Lambda the Ultimate

inactiveTopic CLR Panel notes
started 10/30/2003; 11:51:04 AM - last post 11/1/2003; 9:07:07 AM
Ehud Lamm - CLR Panel notes  blueArrow
10/30/2003; 11:51:04 AM (reads: 9999, responses: 6)
CLR Panel notes
The following is the "transcript" I took of the "Designing the CLR" Panel discussion. We had probably around 200 people in attendance, with an open mic forum. The Panel was swamped with standing room only folks at the end (about 40 up around the stage with lot's of questions). At the panel we had Brad Abrams (CLR BCL PM), Anders Hejlsberg (Distinguished Engineer, C# architect, Chris Brumme (CLR Architect), Patrick Dussud (lead CLR Architect), Jim Miller (CLR Architect), Sean Trowbridge (CLR Architect), George Bosworth (CLR Architect), and Jonathan Hawkins (CLR PM/Moderator).

It's PDC week, you know... So don't be alarmed: Haskell and such will return shortly.

Some interesting stuff regarding the memory model, support for AOP, and contracts.


Posted to cross-language-runtimes by Ehud Lamm on 10/30/03; 11:52:55 AM

Patrick Logan - Re: CLR Panel notes  blueArrow
10/30/2003; 5:23:02 PM (reads: 480, responses: 0)
We are introducing lightweight codegen; not as rich as what was in Smalltalk...

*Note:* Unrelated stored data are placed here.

// End-to-end tests of the advfilter CLI

use assert_cmd::Command;
use predicates::prelude::*;
use tempfile::TempDir;
use std::fs;

const FORM_JSON: &str = r#"{
    "id": 1,
    "title": "Orders",
    "fields": [
        {"id": 3, "label": "Name", "type": "text"},
        {"id": 4, "label": "Colors", "type": "checkbox",
         "choices": [{"text": "Red", "value": "Red"}, {"text": "Blue", "value": "Blue"}],
         "inputs": [{"id": "4.1", "label": "Red"}, {"id": "4.2", "label": "Blue"}]},
        {"id": 7, "label": "Quantity", "type": "number"}
    ]
}"#;

/// Helper to create a temporary database and set it as the data location
fn setup_test_env() -> (TempDir, std::sync::MutexGuard<'static, ()>) {
    let guard = test_env::lock_test_env();
    let temp_dir = TempDir::new().unwrap();
    let db_path = temp_dir.path().join("test.db");

    let config_dir = temp_dir.path().join(".advfilter");
    fs::create_dir_all(&config_dir).unwrap();
    fs::write(config_dir.join("rc"), format!("data.location={}\n", db_path.display())).unwrap();
    (temp_dir, guard)
}

/// Helper to create a new command with test environment
fn new_cmd(temp_dir: &TempDir) -> Command {
    let mut cmd = Command::cargo_bin("advfilter").unwrap();
    cmd.env("HOME", temp_dir.path());
    cmd
}

fn run_ok(temp_dir: &TempDir, args: &[&str]) {
    new_cmd(temp_dir).args(args).assert().success();
}

/// Form 1, users alice (1, subscriber), bob (2, subscriber) and root (3,
/// administrator), and one entry by each of alice and bob. View 1 lists form 1.
fn setup_orders(temp_dir: &TempDir) {
    let form_path = temp_dir.path().join("form.json");
    fs::write(&form_path, FORM_JSON).unwrap();
    run_ok(temp_dir, &["form", "import", form_path.to_str().unwrap()]);

    run_ok(temp_dir, &["user", "add", "alice", "--role", "subscriber"]);
    run_ok(temp_dir, &["user", "add", "bob", "--role", "subscriber"]);
    run_ok(temp_dir, &["user", "add", "root", "--role", "administrator"]);

    run_ok(temp_dir, &["entry", "add", "1", "--by", "alice", "3=Ana", "4.2=Blue", "7=12"]);
    run_ok(temp_dir, &["entry", "add", "1", "--by", "bob", "3=Bo", "7=3"]);
    run_ok(temp_dir, &["view", "create", "1", "Orders directory"]);
}

fn set_filters(temp_dir: &TempDir, filters: &str) {
    new_cmd(temp_dir)
        .args(["view", "filters", "1", "--set", filters])
        .assert()
        .success()
        .stdout(predicate::str::contains("Saved filters of view 1"));
}

/// Entry ids `view entries 1` lists for a viewer
fn listed_ids(temp_dir: &TempDir, as_user: Option<&str>) -> Vec<i64> {
    let mut cmd = new_cmd(temp_dir);
    cmd.args(["view", "entries", "1", "--json"]);
    if let Some(login) = as_user {
        cmd.args(["--as", login]);
    }
    let output = cmd.assert().success().get_output().stdout.clone();
    let text = String::from_utf8(output).unwrap();
    if text.trim() == "No entries found." {
        return Vec::new();
    }
    let entries: serde_json::Value = serde_json::from_str(&text).unwrap();
    entries
        .as_array()
        .unwrap()
        .iter()
        .map(|e| e["id"].as_i64().unwrap())
        .collect()
}

#[test]
fn test_form_import_and_show() {
    let (temp_dir, _guard) = setup_test_env();
    let form_path = temp_dir.path().join("form.json");
    fs::write(&form_path, FORM_JSON).unwrap();

    new_cmd(&temp_dir)
        .args(["form", "import", form_path.to_str().unwrap()])
        .assert()
        .success()
        .stdout(predicate::str::contains("Imported form 1 'Orders' (3 fields)"));

    new_cmd(&temp_dir)
        .args(["form", "show", "1"])
        .assert()
        .success()
        .stdout(predicate::str::contains("Form 1: Orders"))
        .stdout(predicate::str::contains("4.2"))
        .stdout(predicate::str::contains("choices: Red, Blue"));
}

#[test]
fn test_form_not_found() {
    let (temp_dir, _guard) = setup_test_env();
    new_cmd(&temp_dir)
        .args(["form", "show", "9"])
        .assert()
        .failure()
        .code(1)
        .stderr(predicate::str::contains("Form 9 not found"));
}

#[test]
fn test_view_without_filters_lists_everything() {
    let (temp_dir, _guard) = setup_test_env();
    setup_orders(&temp_dir);

    assert_eq!(listed_ids(&temp_dir, None), vec![1, 2]);
    new_cmd(&temp_dir)
        .args(["view", "filters", "1"])
        .assert()
        .success()
        .stdout(predicate::str::contains("No filters."));
}

#[test]
fn test_created_by_or_admin_filter() {
    let (temp_dir, _guard) = setup_test_env();
    setup_orders(&temp_dir);
    set_filters(&temp_dir, r#"[{"key":"created_by","operator":"is","value":"created_by_or_admin"}]"#);

    assert_eq!(listed_ids(&temp_dir, Some("alice")), vec![1]);
    assert_eq!(listed_ids(&temp_dir, Some("bob")), vec![2]);
    assert_eq!(listed_ids(&temp_dir, Some("root")), vec![1, 2]);
    assert!(listed_ids(&temp_dir, None).is_empty());
}

#[test]
fn test_anonymous_viewer_gets_lock_filter() {
    let (temp_dir, _guard) = setup_test_env();
    setup_orders(&temp_dir);
    set_filters(&temp_dir, r#"[{"key":"created_by","operator":"is","value":"created_by"}]"#);

    new_cmd(&temp_dir)
        .args(["view", "sql", "1"])
        .assert()
        .success()
        .stdout(predicate::str::contains("advanced_filter_lock"));
}

#[test]
fn test_numeric_and_any_mode_filters() {
    let (temp_dir, _guard) = setup_test_env();
    setup_orders(&temp_dir);

    set_filters(&temp_dir, r#"[{"key":"7","operator":">","value":"5"}]"#);
    assert_eq!(listed_ids(&temp_dir, None), vec![1]);

    set_filters(
        &temp_dir,
        r#"{"mode":"any","0":{"key":"3","operator":"is","value":"Bo"},"1":{"key":"4.2","operator":"is","value":"Blue"}}"#,
    );
    assert_eq!(listed_ids(&temp_dir, None), vec![1, 2]);

    set_filters(&temp_dir, r#"[{"key":"4.2","operator":"isnot","value":""}]"#);
    assert_eq!(listed_ids(&temp_dir, None), vec![1]);
}

#[test]
fn test_nested_tree_and_clear() {
    let (temp_dir, _guard) = setup_test_env();
    setup_orders(&temp_dir);
    set_filters(
        &temp_dir,
        r#"{"_id":"r","version":2,"mode":"and","conditions":[
            {"_id":"g","mode":"or","conditions":[
                {"_id":"a","key":"3","operator":"contains","value":"an"},
                {"_id":"b","key":"7","operator":"<","value":"1"}
            ]}
        ]}"#,
    );
    assert_eq!(listed_ids(&temp_dir, None), vec![1]);

    new_cmd(&temp_dir)
        .args(["view", "filters", "1"])
        .assert()
        .success()
        .stdout(predicate::str::contains("\"conditions\""));

    new_cmd(&temp_dir)
        .args(["view", "filters", "1", "--clear"])
        .assert()
        .success();
    assert_eq!(listed_ids(&temp_dir, None), vec![1, 2]);
}

#[test]
fn test_view_filters_rejects_invalid_json() {
    let (temp_dir, _guard) = setup_test_env();
    setup_orders(&temp_dir);

    new_cmd(&temp_dir)
        .args(["view", "filters", "1", "--set", "{not json"])
        .assert()
        .failure()
        .code(1)
        .stderr(predicate::str::contains("status 400"));
}

#[test]
fn test_view_not_found() {
    let (temp_dir, _guard) = setup_test_env();
    setup_orders(&temp_dir);

    new_cmd(&temp_dir)
        .args(["view", "entries", "7"])
        .assert()
        .failure()
        .code(1)
        .stderr(predicate::str::contains("status 404"));
}

#[test]
fn test_entry_table_output() {
    let (temp_dir, _guard) = setup_test_env();
    setup_orders(&temp_dir);

    new_cmd(&temp_dir)
        .args(["view", "entries", "1"])
        .env("COLUMNS", "120")
        .assert()
        .success()
        .stdout(predicate::str::contains("Quantity"))
        .stdout(predicate::str::contains("Ana"))
        .stdout(predicate::str::contains("Blue"));

    new_cmd(&temp_dir)
        .args(["entry", "show", "1"])
        .assert()
        .success()
        .stdout(predicate::str::contains("Entry 1 (form 1)"))
        .stdout(predicate::str::contains("Created by:     1 (alice)"));

    new_cmd(&temp_dir)
        .args(["entry", "list", "1"])
        .assert()
        .success()
        .stdout(predicate::str::contains("Bo"));

    new_cmd(&temp_dir)
        .args(["form", "list"])
        .assert()
        .success()
        .stdout(predicate::str::contains("Orders"));
}

#[test]
fn test_entry_visible() {
    let (temp_dir, _guard) = setup_test_env();
    setup_orders(&temp_dir);
    let config = r#"{"conditional_logic":[{"key":"7","operator":">","value":"10"}],"conditional_logic_fallback":"Too few"}"#;

    new_cmd(&temp_dir)
        .args(["entry", "visible", "1", "--config", config])
        .assert()
        .success()
        .stdout(predicate::str::contains("shown"));

    new_cmd(&temp_dir)
        .args(["entry", "visible", "2", "--config", config])
        .assert()
        .success()
        .stdout(predicate::str::contains("hidden: Too few"));

    // Unreadable settings show the field
    new_cmd(&temp_dir)
        .args(["entry", "visible", "2", "--config", "{oops"])
        .assert()
        .success()
        .stdout(predicate::str::contains("shown"));
}

#[test]
fn test_entry_visible_admin_bypass() {
    let (temp_dir, _guard) = setup_test_env();
    setup_orders(&temp_dir);
    let config_path = temp_dir.path().join("field.json");
    fs::write(
        &config_path,
        r#"{"conditional_logic":[{"key":"3","operator":"is","value":"Nobody:disabled_admin"}]}"#,
    )
    .unwrap();
    let arg = format!("@{}", config_path.display());

    new_cmd(&temp_dir)
        .args(["entry", "visible", "1", "--config", &arg, "--as", "alice"])
        .assert()
        .success()
        .stdout(predicate::str::contains("hidden:"));

    new_cmd(&temp_dir)
        .args(["entry", "visible", "1", "--config", &arg, "--as", "root"])
        .assert()
        .success()
        .stdout(predicate::str::contains("shown"));
}

#[test]
fn test_field_catalogue() {
    let (temp_dir, _guard) = setup_test_env();
    setup_orders(&temp_dir);

    new_cmd(&temp_dir)
        .args(["form", "fields", "1", "--as", "root"])
        .assert()
        .success()
        .stdout(predicate::str::contains("\"key\": \"4.1\""))
        .stdout(predicate::str::contains("Colors (Red)"))
        .stdout(predicate::str::contains("created_by_user_role"));
}

#[test]
fn test_field_catalogue_rejections() {
    let (temp_dir, _guard) = setup_test_env();
    setup_orders(&temp_dir);

    new_cmd(&temp_dir)
        .args(["form", "fields", "1", "--as", "root", "--token", "stale"])
        .assert()
        .failure()
        .code(1)
        .stderr(predicate::str::contains("status 400"));

    new_cmd(&temp_dir)
        .args(["form", "fields", "1", "--as", "alice"])
        .assert()
        .failure()
        .code(1)
        .stderr(predicate::str::contains("status 403"));

    new_cmd(&temp_dir)
        .args(["form", "fields", "--as", "root"])
        .assert()
        .failure()
        .code(1)
        .stderr(predicate::str::contains("form_id"));

    new_cmd(&temp_dir)
        .args(["form", "fields", "5", "--as", "root"])
        .assert()
        .failure()
        .code(1)
        .stderr(predicate::str::contains("status 404"));
}

#[test]
fn test_unknown_viewer_login() {
    let (temp_dir, _guard) = setup_test_env();
    setup_orders(&temp_dir);

    new_cmd(&temp_dir)
        .args(["view", "entries", "1", "--as", "mallory"])
        .assert()
        .failure()
        .code(1)
        .stderr(predicate::str::contains("User 'mallory' not found"));
}
fn handle_view(cmd: ViewCommands, config: &Config) -> Result<()> {
    let conn = connect(config)?;

    match cmd {
        ViewCommands::Create { form_id, title, joined } => {
            let form = require_form(&conn, &form_id)?;
            let mut joined_ids = Vec::new();
            for id_str in &joined {
                joined_ids.push(require_form(&conn, id_str)?.id);
            }
            let view = ViewRepo::create(&conn, form.id, &title, &joined_ids)?;
            println!("Created view {} '{}' over form {}", view.id, view.title, view.form_id);
            Ok(())
        }
        ViewCommands::Filters { view_id, set, clear } => {
            let id = validate_id(&view_id, "view").unwrap_or_else(|e| user_error(&e));
            let Some(view) = ViewRepo::get_by_id(&conn, id)? else {
                return Err(report_filter_error(FilterError::ViewNotFound(id)));
            };

            if clear {
                ViewRepo::set_filters(&conn, id, None)?;
                println!("Cleared filters of view {}", id);
                return Ok(());
            }
            if let Some(raw) = set {
                let raw = read_inline_or_file(&raw)?;
                let parsed: serde_json::Value = serde_json::from_str(&raw)
                    .map_err(|e| report_filter_error(FilterError::InvalidJson(e)))?;
                ViewRepo::set_filters(&conn, id, Some(&parsed.to_string()))?;
                println!("Saved filters of view {}", id);
                return Ok(());
            }

            let tree = normalize_str(view.filters.as_deref().unwrap_or_default());
            if tree.is_absent() {
                println!("No filters.");
            } else {
                println!("{}", serde_json::to_string_pretty(&tree.to_json())?);
            }
            Ok(())
        }
        ViewCommands::Entries { view_id, as_user, limit, json } => {
            let (view_form, query) = build_view_query(&conn, &view_id, as_user.as_deref(), config, limit)?;
            let entries = query.execute(&conn).context("Failed to list view entries")?;

            if json {
                println!("{}", serde_json::to_string_pretty(&entries)?);
            } else if entries.is_empty() {
                println!("No entries found.");
            } else {
                print!("{}", format_entry_table(&entries, &view_form, get_terminal_width()));
            }
            Ok(())
        }
        ViewCommands::Sql { view_id, as_user } => {
            let (_, query) = build_view_query(&conn, &view_id, as_user.as_deref(), config, None)?;
            let fragment = query.to_sql();
            println!("{}", fragment.sql);
            for (i, param) in fragment.params.iter().enumerate() {
                println!("  ?{} = {:?}", i + 1, param);
            }
            Ok(())
        }
    }
}

/// Entry query of a view with its filters applied for the viewer
fn build_view_query(
    conn: &Connection,
    view_id: &str,
    as_user: Option<&str>,
    config: &Config,
    limit: Option<usize>,
) -> Result<(Form, EntryQuery)> {
    let id = validate_id(view_id, "view").unwrap_or_else(|e| user_error(&e));
    let Some(view) = ViewRepo::get_by_id(conn, id)? else {
        return Err(report_filter_error(FilterError::ViewNotFound(id)));
    };
    let viewer = resolve_viewer(conn, as_user)?;
    let form = require_form(conn, &view.form_id.to_string())?;

    let mut query = EntryQuery::new(view.form_id);
    query.limit = limit;
    apply_view_filter(conn, &mut query, id, &viewer, config).map_err(report_filter_error)?;
    Ok((form, query))
}
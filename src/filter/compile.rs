//! Translation of a pruned tree into entry query conditions
//!
//! Each node goes through the query engine's per-field builder
//! ([`QueryCondition::for_field`]). Field-id keys get three extra rules:
//!
//! - an empty comparison value becomes an existence check on the meta row
//!   (plus "no row at all" for `=`), since number fields cast "" to 0
//! - a negative comparison also matches entries with no row for the field
//!   (exact key or any `id.N` sub-input), except against the empty upload
//!   list `"[]"`
//! - `total` fields compare as decimals under `>` and `<`

use crate::filter::tree::{is_field_key, Condition, FilterNode, Mode, NodeValue, Operator, ANY_FIELD_KEY};
use crate::models::{Field, FieldType, Form};
use crate::query::{escape_like, Cast, Column, QueryCondition, QueryValue, SqlOp};
use crate::utils::date::SQL_FORMAT;
use chrono::{Duration, NaiveDateTime};

/// Compile a tree; `None` when nothing in it applies
pub fn compile(condition: &Condition, forms: &[Form]) -> Option<QueryCondition> {
    match condition {
        Condition::Absent => None,
        Condition::Group(group) => {
            let children: Vec<QueryCondition> = group
                .conditions
                .iter()
                .filter_map(|c| compile(c, forms))
                .collect();
            if children.is_empty() {
                return None;
            }
            Some(match group.mode {
                Mode::And => QueryCondition::and(children),
                Mode::Or => QueryCondition::or(children),
            })
        }
        Condition::Node(node) => compile_node(node, forms),
    }
}

fn compile_node(node: &FilterNode, forms: &[Form]) -> Option<QueryCondition> {
    let key = node.key.as_deref()?;
    let (operator, value) = node.effective();
    let (op, query_value) = translate(operator, &value);

    if key == ANY_FIELD_KEY {
        return Some(QueryCondition::compare(Column::AnyField { form_id: node.form_id }, op, query_value));
    }
    if !is_field_key(key) {
        return Some(QueryCondition::for_field(Column::for_key(key, node.form_id), None, op, query_value));
    }

    let Some(field) = find_field(forms, key, node.form_id) else {
        log::debug!("No field '{}' in the view's forms; condition not applied", key);
        return None;
    };

    if value.as_text() == Some("") && matches!(op, SqlOp::Eq | SqlOp::Neq | SqlOp::Gt | SqlOp::Lt) {
        let exists = QueryCondition::meta_exists(key, node.form_id, Some((op, QueryValue::text(""))));
        return Some(if op == SqlOp::Eq {
            QueryCondition::or(vec![exists, QueryCondition::meta_absent(key, node.form_id, false)])
        } else {
            exists
        });
    }

    let column = Column::Meta { key: key.to_string(), form_id: node.form_id };
    let mut condition = QueryCondition::for_field(column, Some(&field.field_type), op, query_value);
    if field.field_type == FieldType::Total && matches!(op, SqlOp::Gt | SqlOp::Lt) {
        condition = condition.with_cast(Cast::Decimal);
    }
    // "[]" stands in for an empty upload list; a missing row is not a filled list
    let empty_uploads = field.field_type == FieldType::Fileupload && value.as_text() == Some("[]");
    if op.is_negative() && !value.is_empty() && !empty_uploads {
        condition = QueryCondition::or(vec![condition, QueryCondition::meta_absent(key, node.form_id, true)]);
    }
    Some(condition)
}

fn find_field<'a>(forms: &'a [Form], key: &str, form_id: Option<i64>) -> Option<&'a Field> {
    match form_id {
        Some(id) => forms.iter().find(|f| f.id == id)?.field(key),
        None => forms.iter().find_map(|f| f.field(key)),
    }
}

/// Host operator and value for a (non-virtual) filter operator
fn translate(operator: Operator, value: &NodeValue) -> (SqlOp, QueryValue) {
    let text = value.items().first().map(|s| s.to_string()).unwrap_or_default();
    let list = || QueryValue::List(value.items().into_iter().map(str::to_string).collect());

    match operator {
        Operator::Is => match value {
            NodeValue::List(_) => (SqlOp::In, list()),
            NodeValue::Text(_) => (SqlOp::Eq, QueryValue::Text(text)),
        },
        Operator::IsNot => match value {
            NodeValue::List(_) => (SqlOp::NotIn, list()),
            NodeValue::Text(_) => (SqlOp::Neq, QueryValue::Text(text)),
        },
        Operator::Gt | Operator::After => (SqlOp::Gt, QueryValue::Text(text)),
        Operator::Lt | Operator::Before => (SqlOp::Lt, QueryValue::Text(text)),
        Operator::Contains => (SqlOp::Like, QueryValue::Text(format!("%{}%", escape_like(&text)))),
        Operator::DoesNotContain => (SqlOp::NotLike, QueryValue::Text(format!("%{}%", escape_like(&text)))),
        Operator::StartsWith => (SqlOp::Like, QueryValue::Text(format!("{}%", escape_like(&text)))),
        Operator::EndsWith => (SqlOp::Like, QueryValue::Text(format!("%{}", escape_like(&text)))),
        Operator::On | Operator::NotOn => {
            let negative = operator == Operator::NotOn;
            match day_range(&text) {
                Some(range) => (if negative { SqlOp::NotBetween } else { SqlOp::Between }, QueryValue::List(range)),
                None => (if negative { SqlOp::Neq } else { SqlOp::Eq }, QueryValue::Text(text)),
            }
        }
        Operator::In => (SqlOp::In, list()),
        Operator::NotIn => (SqlOp::NotIn, list()),
        Operator::IsEmpty => (SqlOp::Eq, QueryValue::text("")),
        Operator::IsNotEmpty => (SqlOp::Neq, QueryValue::text("")),
    }
}

/// `[start, start + 23:59:59]` for a full SQL datetime
fn day_range(value: &str) -> Option<Vec<String>> {
    let start = NaiveDateTime::parse_from_str(value, SQL_FORMAT).ok()?;
    let end = start.checked_add_signed(Duration::seconds(86399))?;
    Some(vec![value.to_string(), end.format(SQL_FORMAT).to_string()])
}
//! Entry points used by the host: view query filtering and field visibility
//!
//! Both run the same stages: normalize → augment → prune, then either
//! compile (query) or evaluate (one entry).

use crate::config::Config;
use crate::error::FilterError;
use crate::filter::augment::{augment, AugmentContext};
use crate::filter::compile::compile;
use crate::filter::evaluate::evaluate;
use crate::filter::normalize::{normalize, normalize_str};
use crate::filter::prune::prune;
use crate::filter::tree::Condition;
use crate::models::{Entry, Form, ViewerContext};
use crate::query::EntryQuery;
use crate::repo::{FormRepo, SqliteDirectory, ViewRepo};
use rusqlite::Connection;
use serde::Deserialize;
use serde_json::Value;

/// Augment and prune a normalized tree for the current request
pub fn prepare_tree(tree: Condition, ctx: &AugmentContext) -> Result<Condition, FilterError> {
    if tree.is_absent() {
        return Ok(Condition::Absent);
    }
    let tree = prune(augment(tree, ctx)?);
    log::debug!("Prepared filter tree: {}", tree.to_json());
    Ok(tree)
}

/// Primary form of a view followed by its joined forms
pub fn load_view_forms(conn: &Connection, form_id: i64, joined_form_ids: &[i64]) -> Result<Vec<Form>, FilterError> {
    let primary = FormRepo::get_by_id(conn, form_id)?.ok_or(FilterError::FormNotFound(form_id))?;
    let mut forms = vec![primary];
    for id in joined_form_ids {
        match FormRepo::get_by_id(conn, *id)? {
            Some(form) => forms.push(form),
            None => log::warn!("Joined form {} no longer exists; skipped", id),
        }
    }
    Ok(forms)
}

/// Merge a view's stored filters into an entry query (logical AND with
/// whatever the query already has). Views without filters leave it untouched.
pub fn apply_view_filter(
    conn: &Connection,
    query: &mut EntryQuery,
    view_id: i64,
    viewer: &ViewerContext,
    config: &Config,
) -> Result<(), FilterError> {
    let view = ViewRepo::get_by_id(conn, view_id)?.ok_or(FilterError::ViewNotFound(view_id))?;
    let Some(raw) = view.filters.as_deref() else {
        return Ok(());
    };
    let tree = normalize_str(raw);
    if tree.is_absent() {
        return Ok(());
    }

    let forms = load_view_forms(conn, view.form_id, &view.joined_form_ids)?;
    let directory = SqliteDirectory::new(conn);
    let ctx = AugmentContext {
        forms: &forms,
        viewer,
        directory: &directory,
        admin_capabilities: &config.admin_capabilities,
        utc_offset: config.utc_offset,
        now: chrono::Utc::now(),
    };

    let tree = prepare_tree(tree, &ctx)?;
    if tree.is_absent() {
        log::debug!("View {} filters reduced to nothing for this viewer", view_id);
        return Ok(());
    }

    if let Some(condition) = compile(&tree, &forms) {
        query.and_where(condition);
    }
    Ok(())
}

/// Result of the field-visibility check
#[derive(Debug, Clone, PartialEq)]
pub enum FieldOutput {
    Show,
    /// Hide the field and output this text instead (substituted by the host)
    Fallback(String),
}

#[derive(Debug, Default, Deserialize)]
struct FieldLogicConfig {
    #[serde(default)]
    conditional_logic: Value,
    #[serde(default)]
    conditional_logic_fallback: Option<String>,
}

/// Decide whether a field is shown for `entry`, given the field's stored
/// settings `{"conditional_logic": <filters>, "conditional_logic_fallback": "..."}`.
/// Settings that cannot be read show the field.
pub fn field_visibility(
    entry: &Entry,
    form: &Form,
    field_config: &str,
    ctx: &AugmentContext,
) -> Result<FieldOutput, FilterError> {
    let config: FieldLogicConfig = match serde_json::from_str(field_config) {
        Ok(config) => config,
        Err(e) => {
            log::warn!("Field conditional logic settings are not valid JSON ({}); field shown", e);
            return Ok(FieldOutput::Show);
        }
    };

    // The filters may themselves be stored as encoded JSON text
    let tree = match &config.conditional_logic {
        Value::String(encoded) => normalize_str(encoded),
        other => normalize(other),
    };
    if tree.is_absent() {
        return Ok(FieldOutput::Show);
    }

    let tree = prepare_tree(tree, ctx)?;
    if evaluate(&tree, entry, form) {
        Ok(FieldOutput::Show)
    } else {
        Ok(FieldOutput::Fallback(config.conditional_logic_fallback.unwrap_or_default()))
    }
}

Funny how this statement about Smalltalk is phrased in the past tense.

Isaac Gouy - Re: CLR Panel notes  blueArrow
10/31/2003; 8:14:52 AM (reads: 415, responses: 0)
In the question, Smalltalk was used in the present tense.

In his answer, George Bosworth used the past tense - his present and future is CLR, his past was Digitalk Smalltalk VM design.

Chris Rathman - Re: CLR Panel notes  blueArrow
10/31/2003; 8:25:35 AM (reads: 408, responses: 0)
Funny how this statement about Smalltalk is phrased in the past tense.
Perhaps they mean that it is a feature that has since been removed from Smalltalk?

Patrick Logan - Re: CLR Panel notes  blueArrow
10/31/2003; 9:40:45 AM (reads: 388, responses: 0)
Less than restrictions, the bigger issue is integrating every feature across the engine in the right way, such as including security, etc.

I don't believe that security (of this complexity) has to be addressed for all these features at the virtual machine level *if* the virtual machine designers do not insist on implementing all these features in the virtual machine!

What are the essential security features of a virtual machine?

Essentially accessing machine-level resources in controlled ways, e.g. via capabilities. There should only be a small set of resources at the virtual machine level, everything else should be at a higher level, e.g. if your process has the capability to communicate with certain other processes, they can grant your process some of their capabilities.

The small set of lower level resources would include things like allocating certain amounts of isolated memory, running certain durations of time, starting other processes, and communicating to other processes.

What other security features should be at the virtual machine level?

Patrick Logan - Re: CLR Panel notes  blueArrow
10/31/2003; 9:43:20 AM (reads: 391, responses: 0)
In his answer, George Bosworth used the past tense - his present and future is CLR, his past was Digitalk Smalltalk VM design.

Ah, OK. I thought I recognized the name but I could not put my finger on it.

xeo_at_thermopylae - Re: CLR Panel notes  blueArrow
11/1/2003; 9:07:07 AM (reads: 293, responses: 0)
Jim seems to be unsure of himself: "Gregor is a close friend of mine..." "I have a degree in MIT, and ..." "I was the PhD advisor for the chief designer at Transmeta."

BTW what are the "prolog method hooks" referred to by Chris: "Chris: ...Could do code rewriting using prolog method hooks, etc."